Task goal: Whenever a line in the records below holds the string "adulte", copy it out.

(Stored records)
-=-=-

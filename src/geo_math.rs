// SPDX-License-Identifier: MIT
// Copyright 2026 Roland Dreier <roland@rolandd.dev>

//! Great-circle distance and walking-time helpers.
//!
//! Distances use the haversine formula on a spherical Earth. The kilometer
//! and meter variants use their own radius constant so short GPS legs are
//! not computed at kilometer scale and scaled down.

use serde::{Deserialize, Serialize};
#[cfg(feature = "binding-generation")]
use ts_rs::TS;

/// Mean Earth radius in kilometers.
pub const EARTH_RADIUS_KM: f64 = 6371.0;

/// Mean Earth radius in meters.
pub const EARTH_RADIUS_M: f64 = 6_371_000.0;

/// Average walking speed used for duration estimates (km/h).
pub const DEFAULT_WALKING_SPEED_KMH: f64 = 4.5;

/// A WGS84 position in degrees.
///
/// Stored documents use the short `lat`/`lng` keys; the long names are
/// accepted on input.
#[derive(Debug, Clone, Copy, PartialEq, Serialize, Deserialize)]
#[cfg_attr(feature = "binding-generation", derive(TS))]
#[cfg_attr(
    feature = "binding-generation",
    ts(export, export_to = "web/src/lib/generated/")
)]
pub struct Coordinate {
    #[serde(rename = "lat", alias = "latitude")]
    pub latitude: f64,
    #[serde(rename = "lng", alias = "longitude")]
    pub longitude: f64,
}

impl Coordinate {
    pub const fn new(latitude: f64, longitude: f64) -> Self {
        Self {
            latitude,
            longitude,
        }
    }

    /// True if latitude is within [-90, 90] and longitude within [-180, 180].
    pub fn is_valid(&self) -> bool {
        (-90.0..=90.0).contains(&self.latitude) && (-180.0..=180.0).contains(&self.longitude)
    }
}

impl From<Coordinate> for geo::Coord<f64> {
    fn from(c: Coordinate) -> Self {
        geo::coord! { x: c.longitude, y: c.latitude }
    }
}

/// Central angle between two coordinates, in radians.
fn central_angle(a: Coordinate, b: Coordinate) -> f64 {
    let lat1 = a.latitude.to_radians();
    let lat2 = b.latitude.to_radians();
    let dlat = (b.latitude - a.latitude).to_radians();
    let dlon = (b.longitude - a.longitude).to_radians();

    let h = (dlat / 2.0).sin().powi(2) + lat1.cos() * lat2.cos() * (dlon / 2.0).sin().powi(2);

    // Clamp guards against h drifting a hair above 1.0 for antipodal points.
    2.0 * h.sqrt().min(1.0).asin()
}

/// Great-circle distance in kilometers.
pub fn distance_km(a: Coordinate, b: Coordinate) -> f64 {
    EARTH_RADIUS_KM * central_angle(a, b)
}

/// Great-circle distance in meters.
pub fn distance_meters(a: Coordinate, b: Coordinate) -> f64 {
    EARTH_RADIUS_M * central_angle(a, b)
}

/// Estimated duration in whole minutes to cover `distance_km` at `speed_kmh`.
///
/// A non-positive speed yields 0 rather than an infinite duration.
pub fn duration_minutes(distance_km: f64, speed_kmh: f64) -> u32 {
    if speed_kmh <= 0.0 || !distance_km.is_finite() || distance_km <= 0.0 {
        return 0;
    }
    (distance_km / speed_kmh * 60.0).round() as u32
}
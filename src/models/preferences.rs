// SPDX-License-Identifier: MIT
// Copyright 2026 Roland Dreier <roland@rolandd.dev>

//! User route preferences.
//!
//! Older front-end builds wrote the same document under different key
//! names (`activities`, `activity_preferences`, `max_distance`,
//! `accessibility_needs`). Those are accepted on read and every write uses
//! the canonical names below.

use serde::{Deserialize, Serialize};
use std::collections::BTreeSet;
#[cfg(feature = "binding-generation")]
use ts_rs::TS;

/// Kind of outing a route offers.
#[derive(Debug, Clone, Copy, PartialEq, Eq, PartialOrd, Ord, Hash, Serialize, Deserialize)]
#[cfg_attr(feature = "binding-generation", derive(TS))]
#[cfg_attr(
    feature = "binding-generation",
    ts(export, export_to = "web/src/lib/generated/")
)]
#[serde(rename_all = "lowercase")]
pub enum ActivityType {
    Nature,
    #[serde(rename = "histoire")]
    History,
    Culture,
    Sport,
    #[serde(rename = "aventure")]
    Adventure,
    /// Any value this build does not know about.
    #[serde(other)]
    Other,
}

/// Age bracket a route is suitable for.
#[derive(Debug, Clone, Copy, PartialEq, Eq, PartialOrd, Ord, Hash, Serialize, Deserialize)]
#[cfg_attr(feature = "binding-generation", derive(TS))]
#[cfg_attr(
    feature = "binding-generation",
    ts(export, export_to = "web/src/lib/generated/")
)]
pub enum AgeGroup {
    #[serde(rename = "tout-petit")]
    Toddler,
    #[serde(rename = "enfant")]
    Child,
    #[serde(rename = "adolescent")]
    Teen,
    #[serde(rename = "adulte")]
    Adult,
    /// Any value this build does not know about.
    #[serde(other)]
    Other,
}

/// Who filled in the preferences.
#[derive(Debug, Clone, Copy, PartialEq, Eq, Default, Serialize, Deserialize)]
#[cfg_attr(feature = "binding-generation", derive(TS))]
#[cfg_attr(
    feature = "binding-generation",
    ts(export, export_to = "web/src/lib/generated/")
)]
pub enum UserRole {
    #[default]
    #[serde(rename = "parent")]
    Parent,
    #[serde(rename = "enfant")]
    Child,
}

/// Stored preferences document (`preferences` collection, one per user).
#[derive(Debug, Clone, PartialEq, Serialize, Deserialize)]
#[cfg_attr(feature = "binding-generation", derive(TS))]
#[cfg_attr(
    feature = "binding-generation",
    ts(export, export_to = "web/src/lib/generated/")
)]
pub struct RoutePreferences {
    /// Document ID
    #[serde(default)]
    pub id: String,
    pub user_id: String,
    #[serde(default)]
    pub role: UserRole,
    /// Empty means "any activity".
    #[serde(default, alias = "activities", alias = "activity_preferences")]
    pub activity_types: BTreeSet<ActivityType>,
    /// Empty means "any age".
    #[serde(default)]
    pub age_groups: BTreeSet<AgeGroup>,
    /// Maximum distance from the user to a route start. `None` or 0 disables the cut.
    #[serde(default, alias = "max_distance")]
    pub max_distance_km: Option<f64>,
    #[serde(default, alias = "accessibility_needs")]
    pub requires_accessibility: bool,
    /// Preferred outing length, informational only.
    #[serde(default)]
    pub duration_minutes: Option<u32>,
    #[serde(default)]
    pub created_at: String,
    #[serde(default)]
    pub updated_at: String,
}

impl RoutePreferences {
    /// Effective distance cut, treating 0 and negatives as unset.
    pub fn distance_limit_km(&self) -> Option<f64> {
        self.max_distance_km.filter(|d| *d > 0.0)
    }
}

#[cfg(test)]
mod tests {
    use super::*;

    #[test]
    fn test_canonical_document() {
        let prefs: RoutePreferences = serde_json::from_value(serde_json::json!({
            "id": "p1",
            "user_id": "u1",
            "role": "parent",
            "activity_types": ["nature", "histoire"],
            "age_groups": ["tout-petit", "adulte"],
            "max_distance_km": 12.5,
            "requires_accessibility": true
        }))
        .unwrap();

        assert!(prefs.activity_types.contains(&ActivityType::History));
        assert!(prefs.age_groups.contains(&AgeGroup::Toddler));
        assert_eq!(prefs.distance_limit_km(), Some(12.5));
        assert!(prefs.requires_accessibility);
    }

    #[test]
    fn test_legacy_aliases() {
        let prefs: RoutePreferences = serde_json::from_value(serde_json::json!({
            "user_id": "u1",
            "activities": ["culture"],
            "max_distance": 5,
            "accessibility_needs": true
        }))
        .unwrap();

        assert_eq!(
            prefs.activity_types,
            BTreeSet::from([ActivityType::Culture])
        );
        assert_eq!(prefs.max_distance_km, Some(5.0));
        assert!(prefs.requires_accessibility);

        let prefs: RoutePreferences = serde_json::from_value(serde_json::json!({
            "user_id": "u2",
            "activity_preferences": ["aventure", "sport"]
        }))
        .unwrap();
        assert_eq!(prefs.activity_types.len(), 2);
        assert_eq!(prefs.role, UserRole::Parent);
    }

    #[test]
    fn test_zero_distance_means_unset() {
        let prefs: RoutePreferences = serde_json::from_value(serde_json::json!({
            "user_id": "u1",
            "max_distance_km": 0
        }))
        .unwrap();
        assert_eq!(prefs.distance_limit_km(), None);
    }

    #[test]
    fn test_unknown_activity_decodes_as_other() {
        let a: ActivityType = serde_json::from_str("\"plage\"").unwrap();
        assert_eq!(a, ActivityType::Other);
    }

    #[test]
    fn test_writes_canonical_names() {
        let prefs: RoutePreferences = serde_json::from_value(serde_json::json!({
            "user_id": "u1",
            "activities": ["nature"]
        }))
        .unwrap();
        let json = serde_json::to_value(&prefs).unwrap();
        assert!(json.get("activity_types").is_some());
        assert!(json.get("activities").is_none());
    }
}
#[derive(Debug, thiserror::Error)]
pub enum TrackingError {
    #[error("Failed to create tracking session: {0}")]
    SessionCreateFailed(StoreError),

    #[error("A tracking session is already active")]
    AlreadyActive,

    #[error("No active tracking session")]
    NoActiveSession,

    #[error("Tracking session is still running")]
    SessionStillActive,

    #[error("Location is not available on this device")]
    LocationUnsupported,

    #[error("Tracking data unavailable: {0}")]
    DataUnavailable(#[from] StoreError),
}

/// Subscription plus the task draining it.
struct PositionStream {
    subscription: SubscriptionHandle,
    consumer: JoinHandle<()>,
}

/// Per-user session lifecycle.
#[derive(Default)]
enum SessionState {
    #[default]
    Idle,
    Active {
        session: TrackingSession,
        /// Taken by `stop` while it drains the channel.
        stream: Option<PositionStream>,
        steps_baseline: Option<u64>,
    },
    /// Stopped, but the final record never reached the store.
    Stopped(TrackingSession),
}

#[derive(Default)]
struct Slot {
    lifecycle: Mutex<()>,
    state: Mutex<SessionState>,
}

/// Result of a successful `stop`.
#[derive(Debug, Clone)]
pub struct StoppedSession {
    pub session: TrackingSession,
    /// Whether the final record reached the data store.
    pub persisted: bool,
}

/// Per-sample record in `track_points`.
#[derive(Serialize)]
struct StoredTrackPoint<'a> {
    session_id: &'a str,
    user_id: &'a str,
    #[serde(flatten)]
    point: &'a TrackPoint,
}

type SessionSlots = Arc<DashMap<String, Arc<Slot>>>;

#[derive(Clone)]
pub struct TrackingService {
    store: DataStore,
    provider: Arc<dyn LocationProvider>,
    steps: Arc<dyn StepCounter>,
    options: WatchOptions,
    persist_points: bool,
    slots: SessionSlots,
}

-=-=-

Solution for this problem:
    #[serde(rename = "adulte")]
            "age_groups": ["tout-petit", "adulte"],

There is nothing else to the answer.